Grecia, i primi effetti di Alba Dorata: recintato il confine con la Turchia

di 17.12.2012 12:06 CET
Grecia
La bandiera della Grecia Flickr/Stefan Kraft (CC-BY-SA-NC)

La Grecia ha completato una recinzione di filo spinato a protezione del proprio confine con la Turchia. La recinzione è lunga 10,5 km ed alta 4 metri ed avrà la funzione di arginare il fenomeno dell'immigrazione clandestina all'interno del paese ellenico.

Il progetto, costato circa 3 milioni di euro, secondo alcune fonti citate dal quotidiano ellenico Kathimerini, ha già avuto un forte impatto sull'immigrazione irregolare che sarebbe calata del 95%.
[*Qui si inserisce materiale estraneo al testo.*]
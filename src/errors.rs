//! Error types for Clip Fetcher
//!
//! This module defines the error types for every stage of the pipeline:
//! listing, link resolution, storage, downloading and configuration.
//! Errors are designed to be actionable and provide clear context for
//! debugging and user feedback.

use std::path::PathBuf;
use thiserror::Error;

/// Download and HTTP transfer errors
#[derive(Error, Debug)]
pub enum DownloadError {
    /// HTTP request error (connection, timeout, body read)
    #[error("HTTP request failed: {0}")]
    Http(#[from] reqwest::Error),

    /// Item has no resolved download URL
    #[error("No download URL found for item: {title}")]
    MissingDownloadUrl { title: String },

    /// I/O error during file operations
    #[error("File I/O error: {0}")]
    Io(#[from] std::io::Error),

    /// Download timeout
    #[error("Download timed out after {seconds} seconds")]
    Timeout { seconds: u64 },

    /// Server returned a non-200 status
    #[error("Server error: HTTP {status}")]
    ServerError { status: u16 },

    /// Atomic file operation failed
    #[error("Atomic file operation failed: could not rename {temp_path} to {final_path}")]
    AtomicOperationFailed {
        temp_path: PathBuf,
        final_path: PathBuf,
        #[source]
        source: std::io::Error,
    },

    /// Target directory could not be prepared
    #[error(transparent)]
    Storage(#[from] StorageError),

    /// All attempts spent; wraps the error from the final attempt
    #[error("Download failed after {attempts} attempts: {source}")]
    MaxRetriesExceeded {
        attempts: u32,
        #[source]
        source: Box<DownloadError>,
    },

    /// Incomplete download
    #[error("Incomplete download: received {received} bytes, expected {expected} bytes")]
    IncompleteDownload { received: u64, expected: u64 },

    /// Invalid runtime configuration
    #[error("Configuration error: {0}")]
    ConfigurationError(String),

    /// Batch worker failure
    #[error(transparent)]
    Queue(#[from] QueueError),
}

impl DownloadError {
    /// Whether another attempt of the same transfer may succeed
    pub fn is_retryable(&self) -> bool {
        matches!(
            self,
            DownloadError::Http(_)
                | DownloadError::Io(_)
                | DownloadError::Timeout { .. }
                | DownloadError::ServerError { .. }
                | DownloadError::IncompleteDownload { .. }
                | DownloadError::AtomicOperationFailed { .. }
        )
    }
}

/// Listing page scraping errors
#[derive(Error, Debug)]
pub enum ScrapeError {
    /// HTTP request failed
    #[error("Web scraping HTTP request failed: {0}")]
    Http(#[from] reqwest::Error),

    /// Listing page returned a non-200 status
    #[error("Listing page returned HTTP {status}")]
    ServerError { status: u16 },

    /// CSS selector error
    #[error("Invalid CSS selector: {selector}")]
    InvalidSelector { selector: String },

    /// Invalid URL discovered during scraping
    #[error("Invalid URL discovered: {url}")]
    InvalidUrl { url: String },

    /// Link resolution failed during enrichment
    #[error(transparent)]
    Resolver(#[from] ResolverError),
}

/// Resolution feed errors
#[derive(Error, Debug)]
pub enum ResolverError {
    /// Network failure while fetching the feed
    #[error("Resolution feed request failed: {0}")]
    Http(#[from] reqwest::Error),

    /// Feed returned a non-200 status
    #[error("Resolution feed returned HTTP {status}")]
    ServerError { status: u16 },

    /// Feed body was not the expected JSON document
    #[error("Resolution feed could not be decoded: {0}")]
    JsonParse(#[from] serde_json::Error),
}

/// Output directory errors
#[derive(Error, Debug)]
pub enum StorageError {
    /// Bucket directory could not be created
    #[error("Failed to create directory {path}: {source}")]
    CreateDirectory {
        path: PathBuf,
        #[source]
        source: std::io::Error,
    },
}

/// Batch worker pool errors
#[derive(Error, Debug)]
pub enum QueueError {
    /// Worker panic or unexpected termination
    #[error("Worker {worker_id} panicked or terminated unexpectedly")]
    WorkerPanic { worker_id: usize },

    /// Channel communication error
    #[error("Channel communication error")]
    ChannelError,
}

/// Configuration errors
#[derive(Error, Debug)]
pub enum ConfigError {
    /// Configuration file not found
    #[error("Configuration file not found: {path}")]
    NotFound { path: PathBuf },

    /// Invalid configuration format
    #[error("Invalid configuration format: {0}")]
    InvalidFormat(#[from] toml::de::Error),

    /// Configuration could not be serialized
    #[error("Failed to serialize configuration: {0}")]
    Serialize(#[from] toml::ser::Error),

    /// I/O error reading or writing the configuration file
    #[error("Configuration I/O error on {path}: {source}")]
    Io {
        path: PathBuf,
        #[source]
        source: std::io::Error,
    },

    /// Invalid configuration value
    #[error("Invalid configuration value for {field}: {value}. {reason}")]
    InvalidValue {
        field: String,
        value: String,
        reason: String,
    },

    /// Could not determine a user directory
    #[error("Could not determine the {which} directory")]
    MissingDirectory { which: &'static str },
}

/// Top-level application error that can represent any error type
#[derive(Error, Debug)]
pub enum AppError {
    /// Download error
    #[error(transparent)]
    Download(#[from] DownloadError),

    /// Scraping error
    #[error(transparent)]
    Scrape(#[from] ScrapeError),

    /// Link resolution error
    #[error(transparent)]
    Resolver(#[from] ResolverError),

    /// Storage error
    #[error(transparent)]
    Storage(#[from] StorageError),

    /// Configuration error
    #[error(transparent)]
    Config(#[from] ConfigError),

    /// Generic I/O error
    #[error(transparent)]
    Io(#[from] std::io::Error),

    /// The listing page produced no items
    #[error("No clips found on the listing page")]
    NoItemsListed,

    /// No listed item survived enrichment
    #[error("No valid clips found after resolving download links")]
    NoValidItems,

    /// Requested title is not on the listing page
    #[error("Clip not found: {title}")]
    ItemNotFound { title: String },

    /// Item is missing a title, source URL or download URL
    #[error("Invalid clip: {title}")]
    InvalidItem { title: String },
}

impl AppError {
    /// Check if the error is recoverable (transient)
    pub fn is_recoverable(&self) -> bool {
        match self {
            AppError::Download(e) => e.is_retryable(),
            AppError::Scrape(ScrapeError::Http(_))
            | AppError::Resolver(ResolverError::Http(_))
            | AppError::Scrape(ScrapeError::Resolver(ResolverError::Http(_))) => true,
            _ => false,
        }
    }

    /// Get error category for logging
    pub fn category(&self) -> &'static str {
        match self {
            AppError::Download(_) => "download",
            AppError::Scrape(_) => "scraping",
            AppError::Resolver(_) => "resolver",
            AppError::Storage(_) => "storage",
            AppError::Config(_) => "config",
            AppError::Io(_) => "io",
            AppError::NoItemsListed
            | AppError::NoValidItems
            | AppError::ItemNotFound { .. }
            | AppError::InvalidItem { .. } => "catalog",
        }
    }
}

/// Result type alias for convenience
pub type Result<T> = std::result::Result<T, AppError>;

/// Download result type alias
pub type DownloadResult<T> = std::result::Result<T, DownloadError>;

/// Scraping result type alias
pub type ScrapeResult<T> = std::result::Result<T, ScrapeError>;

/// Resolver result type alias
pub type ResolverResult<T> = std::result::Result<T, ResolverError>;

/// Storage result type alias
pub type StorageResult<T> = std::result::Result<T, StorageError>;

/// Configuration result type alias
pub type ConfigResult<T> = std::result::Result<T, ConfigError>;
Il "muro", infatti, va a bloccare quello che è uno dei passaggi preferiti dagli immigrati irregolari provenienti dalla Turchia e diretti all'Europa ovvero quello che corre tra le piccole cittadine di Kastanies e Nea Vyssa lungo il fiume Evros. Altri grandi flussi migratori passano, invece, per le piccole isole greche dell'Egeo.

La soluzione del governo di Samaras, tuttavia, sembra più che altro un adeguamento alle richieste di Alba Dorata, partito neonazista entrato in parlamento durante le ultime elezioni, che nel proprio programma propone addirittura il minamento del confine greco-turco.